═══ Listed entries
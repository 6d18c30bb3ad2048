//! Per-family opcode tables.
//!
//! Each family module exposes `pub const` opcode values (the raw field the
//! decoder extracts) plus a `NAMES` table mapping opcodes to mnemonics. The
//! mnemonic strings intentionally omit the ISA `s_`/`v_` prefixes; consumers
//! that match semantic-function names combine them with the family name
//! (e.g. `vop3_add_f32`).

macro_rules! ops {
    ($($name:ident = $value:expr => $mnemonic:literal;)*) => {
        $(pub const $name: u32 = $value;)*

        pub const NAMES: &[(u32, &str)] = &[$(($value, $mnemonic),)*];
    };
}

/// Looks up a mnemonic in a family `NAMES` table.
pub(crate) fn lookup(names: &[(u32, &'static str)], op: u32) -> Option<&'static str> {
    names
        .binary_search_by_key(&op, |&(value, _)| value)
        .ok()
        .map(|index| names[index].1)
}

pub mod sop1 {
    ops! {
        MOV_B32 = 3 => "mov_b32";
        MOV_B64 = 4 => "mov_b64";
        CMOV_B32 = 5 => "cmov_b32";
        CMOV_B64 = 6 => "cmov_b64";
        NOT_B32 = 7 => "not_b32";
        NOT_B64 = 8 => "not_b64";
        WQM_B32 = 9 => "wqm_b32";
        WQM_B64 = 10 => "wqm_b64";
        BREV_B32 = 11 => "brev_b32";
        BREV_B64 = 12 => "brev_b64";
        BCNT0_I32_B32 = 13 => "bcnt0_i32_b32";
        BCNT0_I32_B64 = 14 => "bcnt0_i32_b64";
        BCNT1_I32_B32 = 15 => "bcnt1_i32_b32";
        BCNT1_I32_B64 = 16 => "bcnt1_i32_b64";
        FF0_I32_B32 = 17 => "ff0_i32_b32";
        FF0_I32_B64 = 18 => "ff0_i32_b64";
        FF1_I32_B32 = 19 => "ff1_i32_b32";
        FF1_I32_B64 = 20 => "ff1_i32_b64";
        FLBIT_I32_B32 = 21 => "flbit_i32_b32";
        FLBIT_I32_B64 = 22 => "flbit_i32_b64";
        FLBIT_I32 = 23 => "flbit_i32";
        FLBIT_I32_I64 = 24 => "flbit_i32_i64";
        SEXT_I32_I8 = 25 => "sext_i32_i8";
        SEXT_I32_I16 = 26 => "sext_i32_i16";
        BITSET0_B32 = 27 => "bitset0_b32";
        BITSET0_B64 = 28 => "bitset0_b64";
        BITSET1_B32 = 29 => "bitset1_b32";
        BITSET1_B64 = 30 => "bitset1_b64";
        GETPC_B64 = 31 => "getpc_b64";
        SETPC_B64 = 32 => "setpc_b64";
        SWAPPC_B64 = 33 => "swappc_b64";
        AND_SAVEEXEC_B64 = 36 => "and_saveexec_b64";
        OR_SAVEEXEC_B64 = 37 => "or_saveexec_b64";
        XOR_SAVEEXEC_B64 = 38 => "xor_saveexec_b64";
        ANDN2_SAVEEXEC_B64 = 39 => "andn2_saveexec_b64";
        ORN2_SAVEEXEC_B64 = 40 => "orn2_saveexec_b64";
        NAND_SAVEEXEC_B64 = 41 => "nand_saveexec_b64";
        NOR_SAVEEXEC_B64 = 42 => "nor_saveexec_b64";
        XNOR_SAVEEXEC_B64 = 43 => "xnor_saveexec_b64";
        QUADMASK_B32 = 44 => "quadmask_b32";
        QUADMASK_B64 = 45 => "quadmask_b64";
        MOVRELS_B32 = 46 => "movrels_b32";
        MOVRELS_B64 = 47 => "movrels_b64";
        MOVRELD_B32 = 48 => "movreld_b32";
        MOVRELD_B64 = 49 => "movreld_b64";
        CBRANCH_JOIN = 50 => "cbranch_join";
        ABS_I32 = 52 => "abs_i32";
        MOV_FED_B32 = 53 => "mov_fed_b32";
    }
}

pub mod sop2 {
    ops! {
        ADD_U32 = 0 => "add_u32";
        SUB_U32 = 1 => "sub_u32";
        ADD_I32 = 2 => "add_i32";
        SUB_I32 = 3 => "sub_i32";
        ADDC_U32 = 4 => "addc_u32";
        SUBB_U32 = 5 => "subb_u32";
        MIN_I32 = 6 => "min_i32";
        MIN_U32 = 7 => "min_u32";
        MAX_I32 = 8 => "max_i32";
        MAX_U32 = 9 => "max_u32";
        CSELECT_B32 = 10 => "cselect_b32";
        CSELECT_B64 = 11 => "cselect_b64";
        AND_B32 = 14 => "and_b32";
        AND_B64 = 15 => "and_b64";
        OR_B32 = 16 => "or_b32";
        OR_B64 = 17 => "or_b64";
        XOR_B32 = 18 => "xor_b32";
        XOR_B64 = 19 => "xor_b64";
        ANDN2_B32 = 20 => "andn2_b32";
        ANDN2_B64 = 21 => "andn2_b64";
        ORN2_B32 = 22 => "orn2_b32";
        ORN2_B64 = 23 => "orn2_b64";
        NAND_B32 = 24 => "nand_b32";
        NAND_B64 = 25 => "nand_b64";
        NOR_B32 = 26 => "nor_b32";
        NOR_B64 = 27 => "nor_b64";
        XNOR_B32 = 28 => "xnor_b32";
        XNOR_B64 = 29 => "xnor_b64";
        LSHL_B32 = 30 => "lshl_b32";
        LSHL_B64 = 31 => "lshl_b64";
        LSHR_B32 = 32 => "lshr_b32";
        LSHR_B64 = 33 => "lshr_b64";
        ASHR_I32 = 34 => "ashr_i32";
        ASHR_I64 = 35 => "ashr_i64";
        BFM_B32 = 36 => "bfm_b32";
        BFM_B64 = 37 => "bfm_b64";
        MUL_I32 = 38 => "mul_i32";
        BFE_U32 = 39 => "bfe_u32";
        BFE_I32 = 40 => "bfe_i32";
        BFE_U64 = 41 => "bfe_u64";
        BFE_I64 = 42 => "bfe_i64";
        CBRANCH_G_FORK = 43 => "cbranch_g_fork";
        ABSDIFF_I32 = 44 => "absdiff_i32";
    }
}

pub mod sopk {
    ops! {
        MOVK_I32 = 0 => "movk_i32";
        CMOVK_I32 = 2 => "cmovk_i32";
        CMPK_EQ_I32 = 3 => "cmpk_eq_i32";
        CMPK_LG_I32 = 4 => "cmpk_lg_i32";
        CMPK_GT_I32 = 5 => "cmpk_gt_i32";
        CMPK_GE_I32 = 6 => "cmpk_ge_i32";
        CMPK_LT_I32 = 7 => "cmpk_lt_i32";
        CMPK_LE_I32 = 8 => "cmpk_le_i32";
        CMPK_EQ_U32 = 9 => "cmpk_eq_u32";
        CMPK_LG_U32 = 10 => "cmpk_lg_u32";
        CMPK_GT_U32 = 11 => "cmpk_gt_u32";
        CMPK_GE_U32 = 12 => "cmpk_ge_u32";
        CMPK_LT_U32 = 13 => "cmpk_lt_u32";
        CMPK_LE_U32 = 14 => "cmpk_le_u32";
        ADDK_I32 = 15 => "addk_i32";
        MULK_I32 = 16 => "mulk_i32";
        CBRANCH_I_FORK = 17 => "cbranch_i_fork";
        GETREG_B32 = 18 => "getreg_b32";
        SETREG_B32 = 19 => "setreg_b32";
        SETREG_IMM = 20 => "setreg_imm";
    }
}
══════
Aim of the task – Please print exactly what appears from the first line of the data through the line with "GETPC_B64 = 31", including both of those lines and nothing past them.

Task output –
repository 6d18c30bb3ad2048
//! Per-family opcode tables.
//!
//! Each family module exposes `pub const` opcode values (the raw field the
//! decoder extracts) plus a `NAMES` table mapping opcodes to mnemonics. The
//! mnemonic strings intentionally omit the ISA `s_`/`v_` prefixes; consumers
//! that match semantic-function names combine them with the family name
//! (e.g. `vop3_add_f32`).

macro_rules! ops {
    ($($name:ident = $value:expr => $mnemonic:literal;)*) => {
        $(pub const $name: u32 = $value;)*

        pub const NAMES: &[(u32, &str)] = &[$(($value, $mnemonic),)*];
    };
}

/// Looks up a mnemonic in a family `NAMES` table.
pub(crate) fn lookup(names: &[(u32, &'static str)], op: u32) -> Option<&'static str> {
    names
        .binary_search_by_key(&op, |&(value, _)| value)
        .ok()
        .map(|index| names[index].1)
}

pub mod sop1 {
    ops! {
        MOV_B32 = 3 => "mov_b32";
        MOV_B64 = 4 => "mov_b64";
        CMOV_B32 = 5 => "cmov_b32";
        CMOV_B64 = 6 => "cmov_b64";
        NOT_B32 = 7 => "not_b32";
        NOT_B64 = 8 => "not_b64";
        WQM_B32 = 9 => "wqm_b32";
        WQM_B64 = 10 => "wqm_b64";
        BREV_B32 = 11 => "brev_b32";
        BREV_B64 = 12 => "brev_b64";
        BCNT0_I32_B32 = 13 => "bcnt0_i32_b32";
        BCNT0_I32_B64 = 14 => "bcnt0_i32_b64";
        BCNT1_I32_B32 = 15 => "bcnt1_i32_b32";
        BCNT1_I32_B64 = 16 => "bcnt1_i32_b64";
        FF0_I32_B32 = 17 => "ff0_i32_b32";
        FF0_I32_B64 = 18 => "ff0_i32_b64";
        FF1_I32_B32 = 19 => "ff1_i32_b32";
        FF1_I32_B64 = 20 => "ff1_i32_b64";
        FLBIT_I32_B32 = 21 => "flbit_i32_b32";
        FLBIT_I32_B64 = 22 => "flbit_i32_b64";
        FLBIT_I32 = 23 => "flbit_i32";
        FLBIT_I32_I64 = 24 => "flbit_i32_i64";
        SEXT_I32_I8 = 25 => "sext_i32_i8";
        SEXT_I32_I16 = 26 => "sext_i32_i16";
        BITSET0_B32 = 27 => "bitset0_b32";
        BITSET0_B64 = 28 => "bitset0_b64";
        BITSET1_B32 = 29 => "bitset1_b32";
        BITSET1_B64 = 30 => "bitset1_b64";
        GETPC_B64 = 31 => "getpc_b64";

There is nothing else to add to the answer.